What the task asks: Go through the material below and state how many lines include "cancelling", giving the number only.

START Exercise input

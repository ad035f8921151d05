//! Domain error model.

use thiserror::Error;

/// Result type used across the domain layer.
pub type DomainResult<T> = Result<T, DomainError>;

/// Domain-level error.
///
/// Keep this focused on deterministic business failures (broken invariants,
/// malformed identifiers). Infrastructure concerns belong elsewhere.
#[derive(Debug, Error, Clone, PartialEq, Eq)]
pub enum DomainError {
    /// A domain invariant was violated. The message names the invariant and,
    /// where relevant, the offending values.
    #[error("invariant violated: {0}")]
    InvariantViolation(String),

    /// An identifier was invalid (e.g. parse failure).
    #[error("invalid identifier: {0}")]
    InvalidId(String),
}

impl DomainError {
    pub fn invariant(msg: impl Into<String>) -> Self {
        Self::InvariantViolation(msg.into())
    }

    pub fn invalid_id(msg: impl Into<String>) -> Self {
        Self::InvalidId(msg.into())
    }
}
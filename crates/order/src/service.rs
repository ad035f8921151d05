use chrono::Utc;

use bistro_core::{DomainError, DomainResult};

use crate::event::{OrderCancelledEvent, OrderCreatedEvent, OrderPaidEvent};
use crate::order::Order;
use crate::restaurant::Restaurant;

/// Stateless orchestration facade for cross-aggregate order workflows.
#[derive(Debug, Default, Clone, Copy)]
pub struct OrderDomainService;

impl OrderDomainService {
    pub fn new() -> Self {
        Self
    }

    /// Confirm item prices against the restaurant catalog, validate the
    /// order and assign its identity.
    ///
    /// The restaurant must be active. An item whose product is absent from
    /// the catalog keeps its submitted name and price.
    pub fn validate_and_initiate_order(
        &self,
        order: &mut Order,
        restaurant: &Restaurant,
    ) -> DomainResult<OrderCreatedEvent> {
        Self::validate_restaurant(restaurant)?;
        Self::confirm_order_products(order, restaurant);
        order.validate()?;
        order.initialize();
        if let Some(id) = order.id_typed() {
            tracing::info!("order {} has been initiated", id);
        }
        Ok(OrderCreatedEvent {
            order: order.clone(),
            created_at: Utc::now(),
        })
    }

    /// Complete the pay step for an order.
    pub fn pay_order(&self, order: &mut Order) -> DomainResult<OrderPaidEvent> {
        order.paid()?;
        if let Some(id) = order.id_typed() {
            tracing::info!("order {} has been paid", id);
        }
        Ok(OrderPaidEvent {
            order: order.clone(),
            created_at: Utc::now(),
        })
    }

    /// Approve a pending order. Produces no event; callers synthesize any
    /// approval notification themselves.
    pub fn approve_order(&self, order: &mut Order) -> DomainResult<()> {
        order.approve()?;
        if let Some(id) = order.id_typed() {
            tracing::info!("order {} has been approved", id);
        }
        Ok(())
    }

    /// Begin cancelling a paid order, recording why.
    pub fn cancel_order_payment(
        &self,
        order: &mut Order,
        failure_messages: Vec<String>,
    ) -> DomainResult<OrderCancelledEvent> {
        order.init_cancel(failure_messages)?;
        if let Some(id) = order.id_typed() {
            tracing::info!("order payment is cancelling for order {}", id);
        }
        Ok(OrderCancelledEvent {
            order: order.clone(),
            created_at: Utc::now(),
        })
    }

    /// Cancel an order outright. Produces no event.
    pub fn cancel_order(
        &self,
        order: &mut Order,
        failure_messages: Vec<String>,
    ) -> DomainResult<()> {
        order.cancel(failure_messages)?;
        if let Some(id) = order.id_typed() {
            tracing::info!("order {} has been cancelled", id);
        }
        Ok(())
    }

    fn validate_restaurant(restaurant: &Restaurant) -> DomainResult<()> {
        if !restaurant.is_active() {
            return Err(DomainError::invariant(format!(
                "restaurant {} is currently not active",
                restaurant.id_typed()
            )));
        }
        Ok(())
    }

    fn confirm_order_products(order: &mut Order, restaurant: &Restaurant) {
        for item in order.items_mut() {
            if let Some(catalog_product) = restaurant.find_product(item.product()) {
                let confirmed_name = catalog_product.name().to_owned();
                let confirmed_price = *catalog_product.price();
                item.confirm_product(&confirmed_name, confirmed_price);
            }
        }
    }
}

END Exercise input

Problem solution: 2